Some of the newspaper scoops showed that truth can be stranger than fiction, but Southcliffe (Sunday and Monday), Channel 4’s new drama, was so chillingly close to real events that it came with helpline information for viewers who may have been affected by it. It’s very good, eerily real and authentic, probably because the killing sprees in Hungerford and Cumbria are still fresh in the memory.

The first murder in Southcliffe, the unremarkable (fictitious) English town, happens in the first scene. On a wintry morning an elderly woman is in her garden when there’s a bang; she looks up, and then down at the rapidly spreading bloodstain on her floral blouse, and in the distance we see a figure run off. From then on, writer Tony Grisoni and director Sean Durkin mercilessly play with the viewer, shifting between the past and the day of the shooting spree. They change the point of view to introduce characters who we immediately fear will meet a grisly end or spend a damaged lifetime coming to terms with the horrific day. And they snap between moods, from raucous good times in the pub to the desperately sad scenes of the shooter, Stephen (Sean Harris), caring for his demented mother.

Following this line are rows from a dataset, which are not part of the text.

//! Core vocabularies shared by the normalizer and the validator.

use std::fmt;

use serde::{Deserialize, Serialize};
use serde_json::Value;

/// Pseudo model name for operations that return a file instead of JSON.
pub const FILE_MODEL_NAME: &str = "_File";

/// Response code whose schema describes an operation's model.
pub const SUCCESS_RESPONSE_CODE: &str = "200";

/// Returns the JSON type name for error messages.
pub fn json_type_name(value: &Value) -> &'static str {
    match value {
        Value::Null => "null",
        Value::Bool(_) => "boolean",
        Value::Number(_) => "number",
        Value::String(_) => "string",
        Value::Array(_) => "array",
        Value::Object(_) => "object",
    }
}

/// Extract the model name from a `$ref` (its trailing path segment).
///
/// `#/definitions/NetworkObject` yields `NetworkObject`.
pub fn model_name_from_ref(reference: &str) -> &str {
    reference.rsplit('/').next().unwrap_or(reference)
}

/// HTTP method of an operation.
#[derive(Debug, Clone, Copy, PartialEq, Eq, Hash, Serialize, Deserialize)]
#[serde(rename_all = "lowercase")]
pub enum HttpMethod {
    Get,
    Post,
    Put,
    Delete,
    Patch,
    Head,
    Options,
}

impl HttpMethod {
    /// Parse a path-item key. Returns `None` for keys that are not operations
    /// (`parameters`, `x-*` extensions).
    pub fn parse(s: &str) -> Option<Self> {
        match s {
            "get" => Some(HttpMethod::Get),
            "post" => Some(HttpMethod::Post),
            "put" => Some(HttpMethod::Put),
            "delete" => Some(HttpMethod::Delete),
            "patch" => Some(HttpMethod::Patch),
            "head" => Some(HttpMethod::Head),
            "options" => Some(HttpMethod::Options),
            _ => None,
        }
    }

    pub fn as_str(&self) -> &'static str {
        match self {
            HttpMethod::Get => "get",
            HttpMethod::Post => "post",
            HttpMethod::Put => "put",
            HttpMethod::Delete => "delete",
            HttpMethod::Patch => "patch",
            HttpMethod::Head => "head",
            HttpMethod::Options => "options",
        }
    }
}

impl fmt::Display for HttpMethod {
    fn fmt(&self, f: &mut fmt::Formatter<'_>) -> fmt::Result {
        f.write_str(self.as_str())
    }
}

/// Declared type of a URL parameter.
#[derive(Debug, Clone, Copy, PartialEq, Eq, Hash, Serialize, Deserialize)]
#[serde(rename_all = "lowercase")]
pub enum DataType {
    String,
    Boolean,
    Integer,
    Number,
    Object,
    Array,
    File,
}

impl DataType {
    pub fn parse(s: &str) -> Option<Self> {
        match s {
            "string" => Some(DataType::String),
            "boolean" => Some(DataType::Boolean),
            "integer" => Some(DataType::Integer),
            "number" => Some(DataType::Number),
            "object" => Some(DataType::Object),
            "array" => Some(DataType::Array),
            "file" => Some(DataType::File),
            _ => None,
        }
    }

    pub fn as_str(&self) -> &'static str {
        match self {
            DataType::String => "string",
            DataType::Boolean => "boolean",
            DataType::Integer => "integer",
            DataType::Number => "number",
            DataType::Object => "object",
            DataType::Array => "array",
            DataType::File => "file",
        }
    }

    /// Strict type check without coercion.
    ///
    /// Booleans never satisfy `integer` or `number`, and floats never satisfy
    /// `integer`.
    pub fn matches(&self, value: &Value) -> bool {
        match self {
            DataType::String | DataType::File => value.is_string(),
            DataType::Boolean => value.is_boolean(),
            DataType::Integer => value.is_i64() || value.is_u64(),
            DataType::Number => value.is_number(),
            DataType::Object => value.is_object(),
            DataType::Array => value.is_array(),
        }
    }
}

impl fmt::Display for DataType {
    fn fmt(&self, f: &mut fmt::Formatter<'_>) -> fmt::Result {
        f.write_str(self.as_str())
    }
}

/// Leaf type of a model property.
#[derive(Debug, Clone, Copy, PartialEq, Eq, Hash)]
pub enum ScalarType {
    String,
    Boolean,
    Integer,
    Number,
    File,
}

impl ScalarType {
    pub fn matches(&self, value: &Value) -> bool {
        DataType::from(*self).matches(value)
    }
}

impl From<ScalarType> for DataType {
    fn from(scalar: ScalarType) -> Self {
        match scalar {
            ScalarType::String => DataType::String,
            ScalarType::Boolean => DataType::Boolean,
            ScalarType::Integer => DataType::Integer,
            ScalarType::Number => DataType::Number,
            ScalarType::File => DataType::File,
        }
    }
}

/// Type reported in an `invalid_type` finding.
#[derive(Debug, Clone, Copy, PartialEq, Eq, Hash, Serialize, Deserialize)]
#[serde(rename_all = "lowercase")]
pub enum ExpectedType {
    String,
    Boolean,
    Integer,
    Number,
    Object,
    Array,
    File,
    Enum,
}

impl ExpectedType {
    pub fn as_str(&self) -> &'static str {
        match self {
            ExpectedType::Enum => "enum",
            ExpectedType::String => "string",
            ExpectedType::Boolean => "boolean",
            ExpectedType::Integer => "integer",
            ExpectedType::Number => "number",
            ExpectedType::Object => "object",
            ExpectedType::Array => "array",
            ExpectedType::File => "file",
        }
    }
}

impl From<DataType> for ExpectedType {
    fn from(data_type: DataType) -> Self {
        match data_type {
            DataType::String => ExpectedType::String,
            DataType::Boolean => ExpectedType::Boolean,
            DataType::Integer => ExpectedType::Integer,
            DataType::Number => ExpectedType::Number,
            DataType::Object => ExpectedType::Object,
            DataType::Array => ExpectedType::Array,
            DataType::File => ExpectedType::File,
        }
    }
}

impl From<ScalarType> for ExpectedType {
    fn from(scalar: ScalarType) -> Self {
        DataType::from(scalar).into()
    }
}

impl fmt::Display for ExpectedType {
    fn fmt(&self, f: &mut fmt::Formatter<'_>) -> fmt::Result {
        f.write_str(self.as_str())
    }
}

/// Where a URL parameter lives.
#[derive(Debug, Clone, Copy, PartialEq, Eq, Hash)]
pub enum ParamLocation {
    Path,
    Query,
}

impl ParamLocation {
    /// Parse an `in` discriminator. Body, header and form parameters are not
    /// URL parameters and yield `None`.
    pub fn parse(s: &str) -> Option<Self> {
        match s {
            "path" => Some(ParamLocation::Path),
            "query" => Some(ParamLocation::Query),
            _ => None,
        }
    }

    pub fn as_str(&self) -> &'static str {
        match self {
            ParamLocation::Path => "path",
            ParamLocation::Query => "query",
        }
    }
}

#[cfg(test)]
mod tests {
    use super::*;
    use serde_json::json;

    #[test]
    fn model_name_is_trailing_segment() {
        assert_eq!(model_name_from_ref("#/definitions/Network"), "Network");
        assert_eq!(model_name_from_ref("Network"), "Network");
    }

    #[test]
    fn http_method_parse() {
        assert_eq!(HttpMethod::parse("get"), Some(HttpMethod::Get));
        assert_eq!(HttpMethod::parse("delete"), Some(HttpMethod::Delete));
        assert_eq!(HttpMethod::parse("parameters"), None);
        assert_eq!(HttpMethod::parse("x-internal"), None);
    }

    #[test]
    fn integer_rejects_booleans_and_floats() {
        assert!(DataType::Integer.matches(&json!(1)));
        assert!(DataType::Integer.matches(&json!(-7)));
        assert!(!DataType::Integer.matches(&json!(true)));
        assert!(!DataType::Integer.matches(&json!(1.5)));
        assert!(!DataType::Integer.matches(&json!("1")));
    }

    #[test]
    fn number_accepts_ints_and_floats_only() {
        assert!(DataType::Number.matches(&json!(2)));
        assert!(DataType::Number.matches(&json!(2.3)));
        assert!(!DataType::Number.matches(&json!(false)));
        assert!(!DataType::Number.matches(&json!(null)));
    }

    #[test]
    fn string_and_boolean() {
        assert!(DataType::String.matches(&json!("a")));
        assert!(!DataType::String.matches(&json!(123)));
        assert!(DataType::Boolean.matches(&json!(false)));
        assert!(!DataType::Boolean.matches(&json!(0)));
    }

    #[test]
    fn expected_type_serializes_lowercase() {
        assert_eq!(serde_json::to_value(ExpectedType::Enum).unwrap(), json!("enum"));
        assert_eq!(
            ExpectedType::from(ScalarType::Integer),
            ExpectedType::Integer
        );
    }

    #[test]
    fn param_location_parse() {
        assert_eq!(ParamLocation::parse("path"), Some(ParamLocation::Path));
        assert_eq!(ParamLocation::parse("query"), Some(ParamLocation::Query));
        assert_eq!(ParamLocation::parse("body"), None);
    }
}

It’s a quiet drama with no extraneous mood music, while a grey mist envelops the town like a damp blanket, keeping the horror contained. In real life, in the wake of one of these shooting sprees, there’s an attempt to find out why. Southcliffe is doing that too by delving into the shooter’s life as a lonely fantasist, but we’ll have an impatient wait for episodes three and four to see if it fully succeeds.

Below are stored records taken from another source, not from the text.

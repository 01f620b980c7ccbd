//! Deposits, withdrawal requests and default liquidity.

use tracing::{info, instrument};

use parlaypool_common::{Amount, PoolError, Ratio, Result, RoundIndex, UserId};
use parlaypool_ledger::LedgerAccount;
use parlaypool_pool::TransferPlan;

use crate::engine::RoundAccountingEngine;
use crate::events::PoolEvent;
use crate::state::WithdrawalRequest;

impl RoundAccountingEngine {
    /// Deposit into the pool. The deposit is staged for the next round and
    /// starts earning from that round's start. Returns the staging round.
    #[instrument(skip(self), fields(user = %user, amount = %amount))]
    pub fn deposit(&mut self, user: &UserId, amount: Amount) -> Result<RoundIndex> {
        if amount.is_zero() {
            return Err(PoolError::InvalidAmount("deposit must be positive".to_string()));
        }
        if self.state.closing_prepared() {
            return Err(PoolError::RoundClosingPrepared(self.state.round));
        }
        if self.state.withdrawal_requests.contains_key(user) {
            return Err(PoolError::WithdrawalAlreadyRequested(user.clone()));
        }
        if amount < self.limits.min_deposit_amount {
            return Err(PoolError::DepositBelowMinimum {
                amount: amount.to_string(),
                minimum: self.limits.min_deposit_amount.to_string(),
            });
        }

        let current = self.state.round;
        let staging = self.state.staging_round();

        let held = self
            .state
            .book
            .balance(current, user)
            .try_add(self.state.book.balance(staging, user))?;
        if held.try_add(amount)? > self.limits.max_allowed_deposit {
            return Err(PoolError::DepositLimitExceeded {
                user: user.clone(),
                maximum: self.limits.max_allowed_deposit.to_string(),
            });
        }

        let users = self.state.active_users();
        if !users.contains(user) && users.len() >= self.limits.max_allowed_users {
            return Err(PoolError::MaxUsersReached(self.limits.max_allowed_users));
        }

        let staged_after = self.state.book.balance(staging, user).try_add(amount)?;

        self.ensure_round(staging)?;
        let mut plan = TransferPlan::for_ledger(format!("deposit:{}:{}", staging, user), &*self.ledger);
        plan.transfer_exact(
            LedgerAccount::User(user.clone()),
            LedgerAccount::RoundPool(staging),
            amount,
            "deposit",
        )?;
        plan.commit(&*self.ledger)?;

        self.state.book.credit(staging, user, amount)?;
        self.metrics.deposit_accepted();

        info!(round = %staging, staged = %staged_after, "Deposit staged");
        self.emit(PoolEvent::Deposited {
            user: user.clone(),
            round: staging,
            amount,
        });

        Ok(staging)
    }

    /// Request to withdraw the whole balance at the end of the current round.
    #[instrument(skip(self), fields(user = %user))]
    pub fn withdrawal_request(&mut self, user: &UserId) -> Result<()> {
        self.request_withdrawal(user, None)
    }

    /// Request to withdraw `share` of the balance at the end of the current
    /// round. The rest is rolled forward.
    #[instrument(skip(self), fields(user = %user, share = %share))]
    pub fn partial_withdrawal_request(&mut self, user: &UserId, share: Ratio) -> Result<()> {
        if share == Ratio::ZERO || share >= Ratio::ONE {
            return Err(PoolError::InvalidWithdrawalShare(share.to_string()));
        }
        self.request_withdrawal(user, Some(share))
    }

    fn request_withdrawal(&mut self, user: &UserId, share: Option<Ratio>) -> Result<()> {
        if !self.state.started {
            return Err(PoolError::PoolNotStarted);
        }
        let round = self.state.round;
        if self.state.closing_prepared() {
            return Err(PoolError::RoundClosingPrepared(round));
        }
        if self.state.withdrawal_requests.contains_key(user) {
            return Err(PoolError::WithdrawalAlreadyRequested(user.clone()));
        }
        if !self.state.book.holds(round, user) {
            return Err(PoolError::NothingToWithdraw(user.clone()));
        }

        let request = WithdrawalRequest {
            round,
            share,
            requested_at: self.now(),
        };
        self.state.withdrawal_requests.insert(user.clone(), request);

        info!(round = %round, full = share.is_none(), "Withdrawal requested");
        self.emit(PoolEvent::WithdrawalRequested {
            user: user.clone(),
            round,
            share,
        });
        Ok(())
    }

    /// Move collateral from the default liquidity provider's wallet into
    /// round 1.
    #[instrument(skip(self), fields(amount = %amount))]
    pub fn fund_default_liquidity(&mut self, amount: Amount) -> Result<()> {
        if amount.is_zero() {
            return Err(PoolError::InvalidAmount("funding must be positive".to_string()));
        }
        let provider = &self.state.default_provider;
        provider.funded.try_add(amount)?;

        let mut plan = TransferPlan::for_ledger("default-lp:fund", &*self.ledger);
        plan.transfer_exact(provider.wallet(), provider.pool_account(), amount, "default liquidity")?;
        plan.commit(&*self.ledger)?;

        self.state.default_provider.record_funding(amount)?;
        self.emit(PoolEvent::DefaultLiquidityFunded { amount });
        Ok(())
    }

    /// Return round-1 collateral not backing open round-1 tickets to the
    /// provider's wallet.
    #[instrument(skip(self), fields(amount = %amount))]
    pub fn withdraw_default_liquidity(&mut self, amount: Amount) -> Result<()> {
        if amount.is_zero() {
            return Err(PoolError::InvalidAmount("withdrawal must be positive".to_string()));
        }
        let round = RoundIndex::DEFAULT;
        let pool = self
            .state
            .pools
            .get(round)
            .ok_or(PoolError::UnknownRound(round))?;
        let free = pool.free_liquidity(&*self.ledger)?;
        if amount > free {
            return Err(PoolError::InsufficientLiquidity {
                round,
                required: amount.to_string(),
                available: free.to_string(),
            });
        }

        let provider = &self.state.default_provider;
        let mut plan = TransferPlan::for_ledger("default-lp:withdraw", &*self.ledger);
        plan.transfer_exact(provider.pool_account(), provider.wallet(), amount, "default liquidity")?;
        plan.commit(&*self.ledger)?;

        self.state.default_provider.record_withdrawal(amount)?;
        self.emit(PoolEvent::DefaultLiquidityWithdrawn { amount });
        Ok(())
    }
}

#[cfg(test)]
mod tests {
    use super::*;
    use std::sync::Arc;

    use crate::config::PoolConfig;
    use crate::oracle::InMemoryOracle;
    use parlaypool_common::{Collateral, ManualClock, NativeAmount};
    use parlaypool_ledger::{CollateralLedger, InMemoryLedger};
    use rust_decimal_macros::dec;

    fn setup(config: PoolConfig) -> (RoundAccountingEngine, Arc<InMemoryLedger>) {
        let ledger = Arc::new(InMemoryLedger::new(Collateral::usdc()));
        for name in ["alice", "bob", "carol"] {
            ledger
                .mint(&LedgerAccount::user(name), NativeAmount::new(1_000_000_000_000))
                .unwrap();
        }
        ledger
            .mint(&LedgerAccount::DefaultLiquidityProvider, NativeAmount::new(50_000_000_000))
            .unwrap();
        let engine = RoundAccountingEngine::new(
            config,
            ledger.clone(),
            Arc::new(InMemoryOracle::new()),
            Arc::new(ManualClock::default()),
        )
        .unwrap();
        (engine, ledger)
    }

    #[test]
    fn test_deposit_before_start_stages_round_two() {
        let (mut engine, ledger) = setup(PoolConfig::default());
        let alice = UserId::new("alice");

        let round = engine.deposit(&alice, Amount::from_units(500)).unwrap();
        assert_eq!(round, RoundIndex::new(2));
        assert_eq!(engine.depositor_balance(round, &alice), Amount::from_units(500));
        assert_eq!(
            ledger.balance_of(&LedgerAccount::RoundPool(round)),
            NativeAmount::new(500_000_000)
        );
    }

    #[test]
    fn test_deposit_limits() {
        let mut config = PoolConfig::default();
        config.max_allowed_users = 2;
        config.max_allowed_deposit = dec!(1000);
        let (mut engine, _) = setup(config);

        assert!(matches!(
            engine.deposit(&UserId::new("alice"), Amount::from_units(5)),
            Err(PoolError::DepositBelowMinimum { .. })
        ));

        engine.deposit(&UserId::new("alice"), Amount::from_units(600)).unwrap();
        assert!(matches!(
            engine.deposit(&UserId::new("alice"), Amount::from_units(500)),
            Err(PoolError::DepositLimitExceeded { .. })
        ));

        engine.deposit(&UserId::new("bob"), Amount::from_units(100)).unwrap();
        assert!(matches!(
            engine.deposit(&UserId::new("carol"), Amount::from_units(100)),
            Err(PoolError::MaxUsersReached(2))
        ));
    }

    #[test]
    fn test_deposit_must_be_representable() {
        let (mut engine, _) = setup(PoolConfig::default());
        let amount = Amount::from_decimal(dec!(100.0000001)).unwrap();
        assert!(matches!(
            engine.deposit(&UserId::new("alice"), amount),
            Err(PoolError::PrecisionLoss { .. })
        ));
        assert_eq!(
            engine.depositor_balance(RoundIndex::new(2), &UserId::new("alice")),
            Amount::ZERO
        );
    }

    #[test]
    fn test_withdrawal_requests() {
        let (mut engine, _) = setup(PoolConfig::default());
        let alice = UserId::new("alice");
        let bob = UserId::new("bob");

        engine.deposit(&alice, Amount::from_units(1_000)).unwrap();
        assert!(matches!(
            engine.withdrawal_request(&alice),
            Err(PoolError::PoolNotStarted)
        ));

        engine.start().unwrap();
        assert!(matches!(
            engine.withdrawal_request(&bob),
            Err(PoolError::NothingToWithdraw(_))
        ));
        assert!(matches!(
            engine.partial_withdrawal_request(&alice, Ratio::ONE),
            Err(PoolError::InvalidWithdrawalShare(_))
        ));

        let half = Ratio::from_decimal(dec!(0.5)).unwrap();
        engine.partial_withdrawal_request(&alice, half).unwrap();
        assert_eq!(engine.pending_withdrawal(&alice).unwrap().share, Some(half));
        assert!(matches!(
            engine.withdrawal_request(&alice),
            Err(PoolError::WithdrawalAlreadyRequested(_))
        ));
        assert!(matches!(
            engine.deposit(&alice, Amount::from_units(100)),
            Err(PoolError::WithdrawalAlreadyRequested(_))
        ));
    }

    #[test]
    fn test_default_liquidity_funding() {
        let (mut engine, ledger) = setup(PoolConfig::default());

        engine.fund_default_liquidity(Amount::from_units(10_000)).unwrap();
        assert_eq!(
            engine.pool_balance(RoundIndex::DEFAULT).unwrap(),
            Amount::from_units(10_000)
        );

        engine.withdraw_default_liquidity(Amount::from_units(4_000)).unwrap();
        assert_eq!(
            ledger.balance_of(&LedgerAccount::DefaultLiquidityProvider),
            NativeAmount::new(44_000_000_000)
        );
        assert!(matches!(
            engine.withdraw_default_liquidity(Amount::from_units(7_000)),
            Err(PoolError::InsufficientLiquidity { .. })
        ));
        assert_eq!(engine.default_provider().funded, Amount::from_units(10_000));
    }
}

Make Me a German (BBC Two, Tuesday) sounds like a craft kit for despairing eurocrats – after all, we wouldn’t be in this mess if we all behaved like thrifty, law-abiding, hard-working Germans. Or would we? For this quirky and entertaining documentary, the London-based journalist Justin Rowlatt and his wife, Bee, spent time living like a typical – okay, stereotypical – German family in Nuremberg. He worked in a pencil factory while she stayed at home, like most mothers, looking after her small children. The German word for working mother translates as a raven – a bird that abandons its young – so there’s little ambiguity in attitude there.

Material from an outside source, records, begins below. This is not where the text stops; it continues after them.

//! Shared engine handle for concurrent callers.

use std::sync::Arc;

use parking_lot::{Mutex, MutexGuard};

use parlaypool_common::{Amount, Result, RoundIndex, Ticket, TicketId, UserId};

use crate::closing::ClosingBatchOutcome;
use crate::engine::RoundAccountingEngine;
use crate::events::PoolEvent;
use crate::exercise::ExerciseBatchOutcome;
use crate::risk::RiskLayer;
use crate::state::RoundSettlement;
use crate::trading::TradeRequest;

/// Cloneable handle to one engine. Each call holds the lock for its whole
/// duration, so calls from different actors never interleave mid-way.
#[derive(Clone)]
pub struct EngineHandle {
    inner: Arc<Mutex<RoundAccountingEngine>>,
}

impl EngineHandle {
    pub fn new(engine: RoundAccountingEngine) -> Self {
        Self {
            inner: Arc::new(Mutex::new(engine)),
        }
    }

    /// Lock the engine for a sequence of calls.
    pub fn lock(&self) -> MutexGuard<'_, RoundAccountingEngine> {
        self.inner.lock()
    }

    /// Run `f` with exclusive access to the engine.
    pub fn with<R>(&self, f: impl FnOnce(&mut RoundAccountingEngine) -> R) -> R {
        f(&mut self.inner.lock())
    }

    pub fn round(&self) -> RoundIndex {
        self.inner.lock().round()
    }

    pub fn deposit(&self, user: &UserId, amount: Amount) -> Result<RoundIndex> {
        self.inner.lock().deposit(user, amount)
    }

    pub fn commit_trade(&self, request: TradeRequest, risk: &dyn RiskLayer) -> Result<Ticket> {
        self.inner.lock().commit_trade(request, risk)
    }

    pub fn exercise_ticket(&self, id: TicketId) -> Result<bool> {
        self.inner.lock().exercise_ticket(id).map(|s| s.is_some())
    }

    pub fn exercise_batch(&self, batch_size: usize) -> Result<ExerciseBatchOutcome> {
        self.inner
            .lock()
            .exercise_tickets_ready_to_be_exercised_batch(batch_size)
    }

    pub fn prepare_round_closing(&self) -> Result<()> {
        self.inner.lock().prepare_round_closing()
    }

    pub fn process_round_closing_batch(&self, batch_size: usize) -> Result<ClosingBatchOutcome> {
        self.inner.lock().process_round_closing_batch(batch_size)
    }

    pub fn close_round(&self) -> Result<RoundSettlement> {
        self.inner.lock().close_round()
    }

    pub fn drain_events(&self) -> Vec<PoolEvent> {
        self.inner.lock().drain_events()
    }
}

#[cfg(test)]
mod tests {
    use super::*;
    use std::thread;

    use chrono::Duration;
    use parlaypool_common::{Clock, Collateral, ManualClock, NativeAmount, Outcome, Ratio, TicketMarket};
    use parlaypool_ledger::{InMemoryLedger, LedgerAccount};

    use crate::config::PoolConfig;
    use crate::oracle::InMemoryOracle;
    use crate::risk::Unlimited;

    #[test]
    fn test_concurrent_exercise_never_double_pays() {
        let ledger = Arc::new(InMemoryLedger::new(Collateral::usdc()));
        ledger
            .mint(&LedgerAccount::user("lp"), NativeAmount::new(10_000_000_000))
            .unwrap();
        ledger
            .mint(&LedgerAccount::user("trader"), NativeAmount::new(10_000_000_000))
            .unwrap();
        let oracle = Arc::new(InMemoryOracle::new());
        let clock = Arc::new(ManualClock::default());
        let engine = RoundAccountingEngine::new(
            PoolConfig::default(),
            ledger.clone(),
            oracle.clone(),
            clock.clone(),
        )
        .unwrap();
        let handle = EngineHandle::new(engine);

        handle.deposit(&UserId::new("lp"), Amount::from_units(1_000)).unwrap();
        handle.with(|e| e.start()).unwrap();

        for i in 0..20 {
            let market = format!("m{}", i);
            let request = TradeRequest::new(
                "trader",
                vec![TicketMarket::new(
                    market.as_str(),
                    clock.now() + Duration::days(1),
                    Ratio::ONE,
                )],
                Amount::from_units(5),
                Amount::ZERO,
                Amount::from_units(10),
            );
            handle.commit_trade(request, &Unlimited).unwrap();
            oracle.resolve(market.as_str(), Outcome::Won);
        }

        let workers: Vec<_> = (0..4)
            .map(|_| {
                let handle = handle.clone();
                thread::spawn(move || {
                    let mut exercised = 0;
                    loop {
                        let outcome = handle.exercise_batch(3).unwrap();
                        exercised += outcome.exercised;
                        if outcome.exercised == 0 {
                            return exercised;
                        }
                    }
                })
            })
            .collect();
        let total: usize = workers.into_iter().map(|w| w.join().unwrap()).sum();

        assert_eq!(total, 20);
        assert_eq!(
            handle.lock().pool_balance(RoundIndex::new(2)).unwrap(),
            Amount::from_units(900)
        );
        assert!(ledger.verify_integrity());
    }
}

Stand-out differences in cultures included the workplace – no chatting or personal phone calls – and the policeman calling around to explain that their children were too noisy on Sunday mornings and that there are laws against that sort of thing. Bee liked the €159-a-month kindergarten but was horrified by the four and a half hours a day she was supposed to spend cleaning, like the average German hausfrau. That sounds like too high a price for economic stability, if you ask me.